During the annual National Homeland Defense and Security Symposium in Colorado Springs, General Renuart Jr. admitted Northern Command has regularly assisted with law enforcement activities in the past. ACLU is trying to ascertain whether the assistance provided by NothCom  was within constitutional limits. “It seems to be an incremental approach where the military is being used for narrow missions, but then more and more types of narrow missions until they all combine into one overarching mission,” said Mile German, National Security Counsel for ACLU’s legislative office in Washington, D.C.

The White House maintains the administration’s aggressive counterterrorism efforts have prevented more bloodshed at home. Bush’s homeland security advisor Kenneth L. Wainstein highlighted the USA Patriot Act, intelligence and homeland security reorganizations, and the removal of legal barriers to cooperation between intelligence and law enforcement agents as important steps to stymieing terrorist plans to attack the US.

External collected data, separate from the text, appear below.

use whitecat::ast::*;
use whitecat::board::*;
use whitecat::session::*;
use whitecat::std_system::*;

use std::time::Duration;
use std::thread;

// -----------------------------------------------------------------

const BOARD: &str = r#"{
    "name": "N1-ESP32",
    "pinout": { "digitalOutput": { "26": "GPIO26" } }
}"#;

const RUN_TIME: Duration = Duration::from_secs(10);

// -----------------------------------------------------------------

struct Printer; // prints everything the board reports instead of showing it in an editor
impl Feedback<&'static str> for Printer {
    fn show_bubble(&mut self, origin: &&'static str, content: &str) {
        println!("{origin} says {content:?}");
    }
    fn set_highlighted(&mut self, origin: &&'static str, highlighted: bool) {
        println!("{origin} is {}", if highlighted { "running" } else { "done" });
    }
    fn update_pin_widget(&mut self, pin: u32, value: PinReading) {
        println!("pin {pin} = {value:?}");
    }
    fn update_variable_watcher(&mut self, name: &str, value: &str) {
        println!("{name} = {value}");
    }
    fn status(&mut self, status: Status) {
        println!("[{status:?}]");
    }
}

fn lit(text: &str) -> Slot {
    Slot::Literal(text.into())
}

fn main() {
    let device = match std::env::args().nth(1) {
        Some(x) => x,
        None => {
            eprintln!("usage: basic <serial device>");
            std::process::exit(1);
        }
    };
    let board = BoardConfig::from_json(BOARD).unwrap();

    // when green flag clicked: forever { set pin 26 to 1, wait 0.5, set pin 26 to 0, wait 0.5 }
    let body = Block::new("setPinDigital", BlockKind::Command, vec![lit("26"), lit("1")])
        .then(Block::new("doWait", BlockKind::Command, vec![lit("0.5")]))
        .then(Block::new("setPinDigital", BlockKind::Command, vec![lit("26"), lit("0")]))
        .then(Block::new("doWait", BlockKind::Command, vec![lit("0.5")]));
    let blink = Block::new("receiveGo", BlockKind::Hat, vec![])
        .then(Block::new("doForever", BlockKind::Command, vec![Slot::NestedStatement(Some(Box::new(body)))]));

    let link = BoardLink::open(&device, board, Settings::default(), Printer).unwrap();
    link.send(Request::Run(vec![("blink", blink)]));
    thread::sleep(RUN_TIME);

    link.send(Request::StopAll);
    if let Err(e) = link.close() {
        eprintln!("{e}");
    }
}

The military’s involvement in the suppression of civil dissent is outlined in a master military contingency action plan known as the United States Civil Disturbance Plan 55-2. The Plan is code named “Operation Garden Plot” and gives the military total authority to crack down on any civil disturbance by a resistance group, religious organization, or other persons considered to be non-conformist. Annex A, section B of Operation Garden Plot defines civil “Disruptive Elements” as tax protesters, militia groups, religious cults, and general anti-government dissenters; it allows for the use of deadly force against any extremist or dissident perpetrating any and all forms of civil disorder. The plan was initially uncovered by journalist Ron Ridenhour who summarized his findings in “Garden Plot and the New Action Army.” In conjunction with the US Civil Disturbance Plan, the military has conducted, on numerous occasions, readiness exercises known as Rex 84 to test its ability to detain and relocate at the state and national levels large numbers of American citizens in case of major demonstrations and strikes that would affect continuity and functionality of government and/or resource mobilization. Under the Bush administration’s policies, such detentions could be indefinite and enmeshed in judicial folderol. In anticipation of judicial obstacles in the event of a major civil disobedience quelling, the Center for Law and Military Operations (CLAMO) published in August 2001 - prior to 9/11 - the legal rationale for domestic military operations in a doctrine titled: “Domestic Operational Law Handbook for Judge Advocates.” According to its author, the document offers a “greater understanding of the legal issues” involved in “domestic support operations.”  

Although the government constantly stated that there are no eminent security threats during the upcoming presidential inauguration, thousands of anti-Bush protesters are scheduled to demonstrate. The potential of an attack against Barak Obama from extreme right activists is anticipated. Other demonstrators, disenfranchised with the current economic situation and the government “’slap on the wrist” approach against the supercilious Wall Street financial firms will use the inaugural event to voice their discontent. The dedication to domestic operations in support of law enforcement of an active-duty military combat unit that has regarded the civilian population in Iraq and Afghanistan as enemy is a potential threat to US civil liberties. The threat is compounded when such use is subsumed in an implemented Operation Garden Plot.

Needless to say, the election of Barak Hussein Obama to the Presidency of one of the greatest democracies in the world might have inhibited tyrannical elements within the government that have found in the Bush administration the right environment to bud. The dismantlement of such undemocratic systems that have germinated within the government needs to be one of The Obama administration’s priorities. Failure to do so would be, to quote Malcolm X, a serious case of “chickens coming home to roost.”